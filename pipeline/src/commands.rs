//! Logging commands understood by the pipeline agent. Each is a single `##vso[area.action key=value;]message` line on stdout.

use std::fmt::Write;

pub(crate) struct Command<'a> {
	name: &'a str,
	properties: Vec<(&'a str, &'a str)>,
	message: &'a str,
}

impl<'a> Command<'a> {
	pub(crate) fn new(name: &'a str, message: &'a str) -> Self {
		Command {
			name,
			properties: vec![],
			message,
		}
	}

	#[must_use]
	pub(crate) fn property(mut self, name: &'a str, value: &'a str) -> Self {
		self.properties.push((name, value));
		self
	}
}

impl std::fmt::Display for Command<'_> {
	fn fmt(&self, f: &mut std::fmt::Formatter<'_>) -> std::fmt::Result {
		write!(f, "##vso[{}", self.name)?;
		for (i, &(name, value)) in self.properties.iter().enumerate() {
			f.write_char(if i == 0 { ' ' } else { ';' })?;
			write!(f, "{name}={}", Escaped { s: value, is_property: true })?;
		}
		if !self.properties.is_empty() {
			f.write_char(';')?;
		}
		write!(f, "]{}", Escaped { s: self.message, is_property: false })
	}
}

struct Escaped<'a> {
	s: &'a str,
	is_property: bool,
}

impl std::fmt::Display for Escaped<'_> {
	fn fmt(&self, f: &mut std::fmt::Formatter<'_>) -> std::fmt::Result {
		for c in self.s.chars() {
			match c {
				'%' => f.write_str("%AZP25")?,
				'\r' => f.write_str("%0D")?,
				'\n' => f.write_str("%0A")?,
				';' if self.is_property => f.write_str("%3B")?,
				']' if self.is_property => f.write_str("%5D")?,
				c => f.write_char(c)?,
			}
		}
		Ok(())
	}
}

/// The final result of the task.
#[derive(Clone, Copy, Debug, Eq, PartialEq)]
pub enum TaskResult {
	Succeeded,
	Failed,
}

impl TaskResult {
	fn as_str(self) -> &'static str {
		match self {
			TaskResult::Succeeded => "Succeeded",
			TaskResult::Failed => "Failed",
		}
	}
}

pub(crate) fn set_variable(name: &str, value: &str, is_secret: bool) -> String {
	Command::new("task.setvariable", value)
		.property("variable", name)
		.property("issecret", if is_secret { "true" } else { "false" })
		.to_string()
}

pub(crate) fn complete(result: TaskResult, message: &str) -> String {
	Command::new("task.complete", message)
		.property("result", result.as_str())
		.to_string()
}

pub(crate) fn log_issue(r#type: &str, message: &str) -> String {
	Command::new("task.logissue", message)
		.property("type", r#type)
		.to_string()
}

/// Attaches the file to the logs of the task.
pub(crate) fn upload_file(path: &str) -> String {
	Command::new("task.uploadfile", path).to_string()
}

pub(crate) fn debug(message: &str) -> String {
	Command::new("task.debug", message).to_string()
}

__________________________________________________

YOUR GOAL | Where a line in the records above contains the string "true", return that line.

REPLY |
			write!(f, "{name}={}", Escaped { s: value, is_property: true })?;
		.property("issecret", if is_secret { "true" } else { "false" })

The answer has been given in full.